Procédure cantonale (arrêt AA 134/17 – 147/2018 – consultable ici)

Les juges cantonaux ont considéré que si la demande d’affiliation ainsi que le questionnaire d’affiliation faisaient expressément mention – sous « établissement » – de l’hôtel « C.__ », rien ne permettait de penser que le risque était limité aux seules activités exercées au sein de cet établissement. En effet, selon l’art. 59 al. 2 LAA, le contrat d’assurance était passé entre un assureur et un employeur. Or la demande d’affiliation et le questionnaire d’affiliation précisaient, sans la moindre ambiguïté, que l’employeur était la société B.__ SA (aujourd’hui : A.__ SA), ce qui ressortait aussi de l’attestation de l’assurance-accidents du 29.01.2003 certifiant que l’ensemble des collaborateurs de B.__ SA était déclaré auprès de ses institutions sociales depuis le 01.07.2002. Au vu des documents relatifs à la relation contractuelle produits en instance cantonale, on ne trouvait aucun indice d’une volonté des parties au contrat de limiter la couverture d’assurance aux seules activités de l’hôtel « C.__ ». Une telle problématique n’avait pas non plus été évoquée en 2006 à l’occasion de la modification de la raison sociale de l’employeur et du but de la société (cf. art. 92 al. 4 LAA). En outre, la limitation de la couverture d’assurance aux seules activités de l’hôtel « C.__ » aurait constitué une clause insolite, à laquelle l’employeur aurait dû être rendu expressément attentif.

Par jugement du 28.11.2018, admission par le tribunal cantonal du recours formé par la Caisse supplétive LAA contre la décision sur opposition, réformée en ce sens que l’assurance-accidents est tenue de prendre en charge les suites de l’accident du 25.06.2014.

 

TF

Le litige porte sur la question de savoir si l’assuré était au bénéfice d’une couverture d’assurance auprès de l’assurance-accidents lors de l’accident du 25.06.2014. Il s’ensuit que le pouvoir d’examen du Tribunal fédéral dans la présente procédure se limite, en ce qui concerne les faits, aux constatations manifestement inexactes – c’est-à-dire arbitraire au sens de l’art. 9 Cst. (ATF 145 V 188 consid. 2 p. 190) – ou établies en violation du droit par les premiers juges (arrêts 8C_393/2011 du 13 février 2012 consid. 2; 8C_814/2009 du 5 août 2010 consid. 1.3; 8C_293/2009 du 23 octobre 2009 consid. 2.3 et les références).

 

Les travailleurs occupés en Suisse sont assurés à titre obligatoire (art. 1a al. 1 let. a LAA) contre les accidents professionnels, les accidents non professionnels et les maladies professionnelles (art. 6 al. 1 LAA). En cas d’accident professionnel, il incombe à l’assureur auprès duquel le travailleur était assuré au moment où est survenu l’accident d’allouer les prestations (art. 77 al. 1, 1 re phrase, LAA).

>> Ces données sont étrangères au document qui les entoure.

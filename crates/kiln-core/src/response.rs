//! Response construction: the allocator seam and the per-request builder.
//!
//! Backends never allocate output buffers directly; they go through the
//! caller-supplied [`ResponseAllocator`], which may downgrade the preferred
//! memory type (pinned to pageable, say). The actual type is recorded next to
//! every buffer. Releasing is `Drop`: an [`Allocation`] returns its pool
//! reservation when the response (or a failed builder) is dropped.

use std::collections::BTreeSet;
use std::sync::Arc;

use tracing::debug;

use kiln_types::{DataType, MemoryType};

use crate::error::Error;
use crate::memory::PoolReservation;

// ─── Allocation ───────────────────────────────────────────────────────────────

/// One output buffer plus where it actually lives.
pub struct Allocation {
    data: Vec<u8>,
    memory_type: MemoryType,
    /// Held for pool accounting; returned to the pool on drop.
    _reservation: Option<PoolReservation>,
}

impl std::fmt::Debug for Allocation {
    fn fmt(&self, f: &mut std::fmt::Formatter<'_>) -> std::fmt::Result {
        f.debug_struct("Allocation")
            .field("len", &self.data.len())
            .field("memory_type", &self.memory_type)
            .finish()
    }
}

impl Allocation {
    /// A plain pageable host buffer with no pool accounting.
    pub fn pageable(data: Vec<u8>) -> Self {
        Self {
            data,
            memory_type: MemoryType::Pageable,
            _reservation: None,
        }
    }

    /// A pool-backed buffer; the reservation is released when this
    /// allocation drops.
    pub fn pooled(data: Vec<u8>, memory_type: MemoryType, reservation: PoolReservation) -> Self {
        Self {
            data,
            memory_type,
            _reservation: Some(reservation),
        }
    }

    pub fn data(&self) -> &[u8] {
        &self.data
    }

    pub fn data_mut(&mut self) -> &mut [u8] {
        &mut self.data
    }

    /// Where the buffer actually ended up.
    pub fn memory_type(&self) -> MemoryType {
        self.memory_type
    }

    pub fn device_id(&self) -> Option<u32> {
        self.memory_type.device_id()
    }
}

/// Allocation seam supplied per inference.
///
/// Implementations may return a buffer in a different memory type than
/// preferred; they must never return one smaller than `byte_size` (the core
/// treats that as a contract violation and fails the response).
pub trait ResponseAllocator: Send + Sync {
    fn allocate(
        &self,
        tensor_name: &str,
        byte_size: usize,
        preferred: MemoryType,
    ) -> Result<Allocation, Error>;
}

/// Allocator that always hands out plain pageable buffers.
#[derive(Debug, Default, Clone, Copy)]
pub struct PageableAllocator;

impl ResponseAllocator for PageableAllocator {
    fn allocate(
        &self,
        _tensor_name: &str,
        byte_size: usize,
        _preferred: MemoryType,
    ) -> Result<Allocation, Error> {
        Ok(Allocation::pageable(vec![0u8; byte_size]))
    }
}

// ─── Output tensors and responses ─────────────────────────────────────────────

/// One produced output tensor.
#[derive(Debug)]
pub struct OutputTensor {
    name: String,
    data_type: DataType,
    shape: Vec<i64>,
    allocation: Allocation,
    byte_size: usize,
}

impl OutputTensor {
    pub fn name(&self) -> &str {
        &self.name
    }

    pub fn data_type(&self) -> DataType {
        self.data_type
    }

    pub fn shape(&self) -> &[i64] {
        &self.shape
    }

    /// The valid bytes of the output buffer.
    pub fn data(&self) -> &[u8] {
        &self.allocation.data()[..self.byte_size]
    }

    pub fn byte_size(&self) -> usize {
        self.byte_size
    }

    pub fn memory_type(&self) -> MemoryType {
        self.allocation.memory_type()
    }

    pub fn device_id(&self) -> Option<u32> {
        self.allocation.device_id()
    }
}

/// A completed inference result: the ordered outputs of one request.
///
/// The per-request status travels as the `Result` wrapping this type; a
/// request that failed after enqueue resolves to `Err` instead.
#[derive(Debug)]
pub struct InferenceResponse {
    request_id: String,
    model_name: String,
    model_version: i64,
    outputs: Vec<OutputTensor>,
}

impl InferenceResponse {
    pub fn request_id(&self) -> &str {
        &self.request_id
    }

    pub fn model_name(&self) -> &str {
        &self.model_name
    }

    pub fn model_version(&self) -> i64 {
        self.model_version
    }

    /// Outputs in the order the backend produced them.
    pub fn outputs(&self) -> &[OutputTensor] {
        &self.outputs
    }

    pub fn output(&self, name: &str) -> Option<&OutputTensor> {
        self.outputs.iter().find(|o| o.name == name)
    }
}

// ─── Builder ──────────────────────────────────────────────────────────────────

/// Accumulates the outputs of one request during a backend run.
pub struct ResponseBuilder {
    request_id: String,
    model_name: String,
    model_version: i64,
    allocator: Arc<dyn ResponseAllocator>,
    requested: BTreeSet<String>,
    preferred: MemoryType,
    outputs: Vec<OutputTensor>,
}

impl std::fmt::Debug for ResponseBuilder {
    fn fmt(&self, f: &mut std::fmt::Formatter<'_>) -> std::fmt::Result {
        f.debug_struct("ResponseBuilder")
            .field("request_id", &self.request_id)
            .field("outputs", &self.outputs.len())
            .finish()
    }
}

impl ResponseBuilder {
    pub(crate) fn new(
        request_id: String,
        model_name: String,
        model_version: i64,
        allocator: Arc<dyn ResponseAllocator>,
        requested: BTreeSet<String>,
    ) -> Self {
        Self {
            request_id,
            model_name,
            model_version,
            allocator,
            requested,
            preferred: MemoryType::Pinned,
            outputs: Vec::new(),
        }
    }

    /// Preferred memory type passed to the allocator (default pinned).
    pub fn prefer(&mut self, memory_type: MemoryType) -> &mut Self {
        self.preferred = memory_type;
        self
    }

    /// Add one output tensor, copying `data` into an allocator-provided
    /// buffer.
    ///
    /// Outputs the caller did not request are silently dropped. A second
    /// buffer for the same name is [`Error::AlreadyExists`]; an allocator
    /// returning a short buffer is [`Error::Internal`].
    pub fn output(
        &mut self,
        name: &str,
        data_type: DataType,
        shape: Vec<i64>,
        data: &[u8],
    ) -> Result<(), Error> {
        if !self.requested.contains(name) {
            debug!(output = name, "dropping unrequested output");
            return Ok(());
        }
        if self.outputs.iter().any(|o| o.name == name) {
            return Err(Error::AlreadyExists(format!(
                "output buffer for '{name}' already allocated"
            )));
        }

        let mut allocation = self.allocator.allocate(name, data.len(), self.preferred)?;
        if allocation.data().len() < data.len() {
            return Err(Error::Internal(format!(
                "allocator contract violation: requested {} byte(s) for '{name}', got {}",
                data.len(),
                allocation.data().len()
            )));
        }
        allocation.data_mut()[..data.len()].copy_from_slice(data);

        self.outputs.push(OutputTensor {
            name: name.to_owned(),
            data_type,
            shape,
            allocation,
            byte_size: data.len(),
        });
        Ok(())
    }

    /// Finalize into an [`InferenceResponse`].
    pub fn finish(self) -> InferenceResponse {
        InferenceResponse {
            request_id: self.request_id,
            model_name: self.model_name,
            model_version: self.model_version,
            outputs: self.outputs,
        }
    }
}

// ─── Tests ────────────────────────────────────────────────────────────────────
//! The backend seam: batch execution and the factory extension point.
//!
//! Framework support enters the core exclusively through
//! [`BackendFactory`]; the manager never knows what runs behind
//! [`Backend::run`] beyond its per-request statuses.

use std::path::Path;
use std::sync::Arc;

use async_trait::async_trait;

use crate::error::Error;
use crate::model::ModelConfig;
use crate::request::InferenceRequest;
use crate::response::{InferenceResponse, ResponseAllocator, ResponseBuilder};

/// One prepared, frozen request inside a batch, together with the allocator
/// its outputs must come from.
pub struct BatchItem {
    request: InferenceRequest,
    allocator: Arc<dyn ResponseAllocator>,
    model_version: i64,
    /// Ties queued work to the originating handle's liveness token so the
    /// manager can drain a retired handle only once its work finished.
    _live: Option<Arc<()>>,
}

impl std::fmt::Debug for BatchItem {
    fn fmt(&self, f: &mut std::fmt::Formatter<'_>) -> std::fmt::Result {
        f.debug_struct("BatchItem")
            .field("request_id", &self.request.id())
            .field("batch_size", &self.request.batch_size())
            .finish()
    }
}

impl BatchItem {
    pub(crate) fn new(
        request: InferenceRequest,
        allocator: Arc<dyn ResponseAllocator>,
        model_version: i64,
    ) -> Self {
        Self {
            request,
            allocator,
            model_version,
            _live: None,
        }
    }

    pub(crate) fn with_live(mut self, live: Arc<()>) -> Self {
        self._live = Some(live);
        self
    }

    pub fn request(&self) -> &InferenceRequest {
        &self.request
    }

    /// Start a response for this request; outputs allocate through the
    /// request's allocator.
    pub fn response_builder(&self) -> ResponseBuilder {
        ResponseBuilder::new(
            self.request.id().to_owned(),
            self.request.model_name().to_owned(),
            self.model_version,
            Arc::clone(&self.allocator),
            self.request.requested_outputs().clone(),
        )
    }
}

/// A loaded framework session for one (model, version).
///
/// `run` receives a batch of requests sharing the model and returns one
/// status per request, aligned with the batch; a batch may complete
/// partially. Device allocation and kernel launches happen behind this call.
#[async_trait]
pub trait Backend: Send + Sync {
    async fn run(&self, batch: &[BatchItem]) -> Vec<Result<InferenceResponse, Error>>;
}

/// Sole extension point for framework support.
#[async_trait]
pub trait BackendFactory: Send + Sync {
    /// Build a backend for one model version rooted at `repository_path`.
    async fn create(
        &self,
        name: &str,
        version: i64,
        config: &ModelConfig,
        repository_path: &Path,
    ) -> Result<Box<dyn Backend>, Error>;
}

L’assurance-accidents est gérée, selon les catégories d’assurés, par la CNA ou par d’autres assureurs autorisés et par une caisse supplétive gérée par ceux-ci (art. 58 LAA). Selon l’art. 68 al. 1 LAA, les personnes que la CNA n’a pas la compétence d’assurer doivent être assurées contre les accidents par une entreprise d’assurance privée soumise à la loi fédérale sur la surveillance des assurances (LSA ; RS 961.01), par une caisse publique d’assurance-accidents ou par une caisse-maladie au sens de la loi fédérale sur l’assurance-maladie (LAMal). L’employeur doit veiller à ce que les travailleurs qu’il emploie soient assurés auprès d’un des assureurs désignés à l’art. 68 LAA (art. 69 al. 1, 1e phrase, LAA). Si un travailleur soumis à l’assurance obligatoire n’est pas assuré au moment où survient un accident, la caisse supplétive lui alloue les prestations légales (art. 59 al. 3 LAA ; cf. art. 73 al. 1 LAA).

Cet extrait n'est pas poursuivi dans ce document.